At the airport, there was no question of haggling or trying to pursue sellers to take crisp new notes that had suddenly become old. All over Dimapur Airport hung signs that no coffee shop would take an old note.

But an airport is an urban echo chamber. Even if it may be a couple of miles down from an infrastructurally impoverished village, swipe machines will work. Life, and coffee, is online, and can be updated instantly on Facebook.

Mr Modi, here is my point. It’s great that you want India to be mostly cashless, even if this means some apps and middle men will do better than others. But let’s not forget the importance of cash for rural economies and the urban poor.

For instance, maids and domestic staff, for whom the matter of Rs 2,000 notes coming late in the month means an upset of the entire household. Cash economies are not always black economies.

It is great that you want black money to be weeded out by introducing new notes. The new notes undoubtedly will give sleepless nights and cricks in the neck to the dishonest who do have stacks of black notes in their pillow.

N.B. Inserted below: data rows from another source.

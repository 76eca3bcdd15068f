//! Watson Hamiltonians: vibrational potentials stored as weighted products of
//! normal-mode coordinates, and the one-, two-, and three-body integral tables
//! derived from them.

use std::{collections::BTreeSet, fmt::Display};

use approx::AbsDiffEq;
use serde::{Deserialize, Serialize};

pub use energy::VibrationalEnergy;
pub use error::WatsonError;
pub use integrals::VibrationalIntegrals;

pub mod energy;
mod error;
pub mod integrals;

#[cfg(test)]
mod tests;

/// Build a [WatsonHamiltonian] from literal records written the way they are
/// usually tabulated, a coefficient followed by its mode indices:
///
/// ```
/// let w = watson::watson!(4;
///     [352.3005875, 2, 2],
///     [-352.3005875, -2, -2],
///     [-88.2017421687633, 1, 1, 2],
/// )
/// .unwrap();
/// assert_eq!(w.len(), 3);
/// ```
#[macro_export]
macro_rules! watson {
    ($num_modes:expr; $([$coeff:expr, $($mode:expr),+ $(,)?]),* $(,)?) => {{
        let data: Result<Vec<$crate::ForceConstant>, $crate::WatsonError> =
            vec![$($crate::ForceConstant::new($coeff, vec![$($mode),+])),*]
                .into_iter()
                .collect();
        data.and_then(|data| $crate::WatsonHamiltonian::new(data, $num_modes))
    }};
}

/// The smallest and largest number of mode indices a force constant can have
pub const MIN_MODES: usize = 2;
pub const MAX_MODES: usize = 4;

/// A single term of the potential: a coefficient and the 2 to 4 normal modes
/// it multiplies. Negative indices refer to the mirror of the mode with the
/// same magnitude.
#[derive(Clone, Debug, PartialEq, Serialize, Deserialize)]
#[serde(try_from = "RawForceConstant")]
pub struct ForceConstant {
    coeff: f64,
    modes: Vec<i32>,
}

#[derive(Deserialize)]
struct RawForceConstant {
    coeff: f64,
    modes: Vec<i32>,
}

impl TryFrom<RawForceConstant> for ForceConstant {
    type Error = WatsonError;

    fn try_from(raw: RawForceConstant) -> Result<Self, Self::Error> {
        Self::new(raw.coeff, raw.modes)
    }
}

impl ForceConstant {
    pub fn new(coeff: f64, modes: Vec<i32>) -> Result<Self, WatsonError> {
        if !(MIN_MODES..=MAX_MODES).contains(&modes.len()) {
            return Err(WatsonError::IndexCount(modes.len()));
        }
        if modes.contains(&0) {
            return Err(WatsonError::ZeroIndex);
        }
        Ok(Self { coeff, modes })
    }

    pub fn coeff(&self) -> f64 {
        self.coeff
    }

    pub fn modes(&self) -> &[i32] {
        &self.modes
    }

    /// the number of distinct modes referenced by `self`. `[c, 1, 1, 2]` is a
    /// two-body term, for example
    pub fn num_body(&self) -> usize {
        self.modes.iter().collect::<BTreeSet<_>>().len()
    }

    /// the same term with the coefficient and every index negated
    #[must_use]
    pub fn mirror(&self) -> Self {
        Self {
            coeff: -self.coeff,
            modes: self.modes.iter().map(|m| -m).collect(),
        }
    }
}

impl AbsDiffEq for ForceConstant {
    type Epsilon = f64;

    fn default_epsilon() -> Self::Epsilon {
        1e-7
    }

    fn abs_diff_eq(&self, other: &Self, epsilon: Self::Epsilon) -> bool {
        self.modes == other.modes
            && self.coeff.abs_diff_eq(&other.coeff, epsilon)
    }
}

impl Display for ForceConstant {
    fn fmt(&self, f: &mut std::fmt::Formatter<'_>) -> std::fmt::Result {
        for m in &self.modes {
            write!(f, "{m:5}")?;
        }
        for _ in self.modes.len()..MAX_MODES {
            write!(f, "{:5}", "")?;
        }
        write!(f, "{:20.12}", self.coeff)
    }
}

/// The full list of force constants for a molecule with `num_modes` normal
/// modes. Records keep the order they were given in.
#[derive(Clone, Debug, PartialEq, Serialize, Deserialize)]
#[serde(try_from = "RawWatson")]
pub struct WatsonHamiltonian {
    data: Vec<ForceConstant>,
    num_modes: usize,
}

#[derive(Deserialize)]
struct RawWatson {
    data: Vec<ForceConstant>,
    num_modes: usize,
}

impl TryFrom<RawWatson> for WatsonHamiltonian {
    type Error = WatsonError;

    fn try_from(raw: RawWatson) -> Result<Self, Self::Error> {
        Self::new(raw.data, raw.num_modes)
    }
}

impl WatsonHamiltonian {
    /// Returns [WatsonError::ModeOutOfRange] if any record refers to a mode
    /// beyond `num_modes`
    pub fn new(
        data: Vec<ForceConstant>,
        num_modes: usize,
    ) -> Result<Self, WatsonError> {
        for fc in &data {
            if let Some(&mode) =
                fc.modes.iter().find(|m| m.unsigned_abs() as usize > num_modes)
            {
                return Err(WatsonError::ModeOutOfRange { mode, num_modes });
            }
        }
        Ok(Self { data, num_modes })
    }

    pub fn data(&self) -> &[ForceConstant] {
        &self.data
    }

    pub fn num_modes(&self) -> usize {
        self.num_modes
    }

    pub fn len(&self) -> usize {
        self.data.len()
    }

    #[must_use]
    pub fn is_empty(&self) -> bool {
        self.data.is_empty()
    }

    pub fn iter(&self) -> std::slice::Iter<'_, ForceConstant> {
        self.data.iter()
    }

    /// group the records into integral tables by body order
    pub fn vibrational_energy(&self) -> VibrationalEnergy {
        VibrationalEnergy::from(self)
    }
}

impl<'a> IntoIterator for &'a WatsonHamiltonian {
    type Item = &'a ForceConstant;

    type IntoIter = std::slice::Iter<'a, ForceConstant>;

    fn into_iter(self) -> Self::IntoIter {
        self.iter()
    }
}

impl Display for WatsonHamiltonian {
    fn fmt(&self, f: &mut std::fmt::Formatter<'_>) -> std::fmt::Result {
        writeln!(f, "Watson Hamiltonian ({} modes):", self.num_modes)?;
        for fc in &self.data {
            writeln!(f, "{fc}")?;
        }
        Ok(())
    }
}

The new notes don’t look too bad, and evidently have new features which are hard to copy. Some WhatsApp warriors will have us believe they have chips encoded in them, and will go so far as to claim that they have fingerprint scanners (why not even front facing cameras!).

But black money is not just about stocks of bills, but flows in black market activities, so please let us not stop this war with the advent of new bills.

Finally, as we race towards the idea of becoming digital, green, skilled, swachh and cashless, let us keep in mind the needs of the poor and disadvantaged who don’t have the infrastructural support needed to go cashless.

The dream of a better India is an important dream, but it should be at the pace the poorest can take in.

With regards from Nagaland,

A city person who lives on her debit card.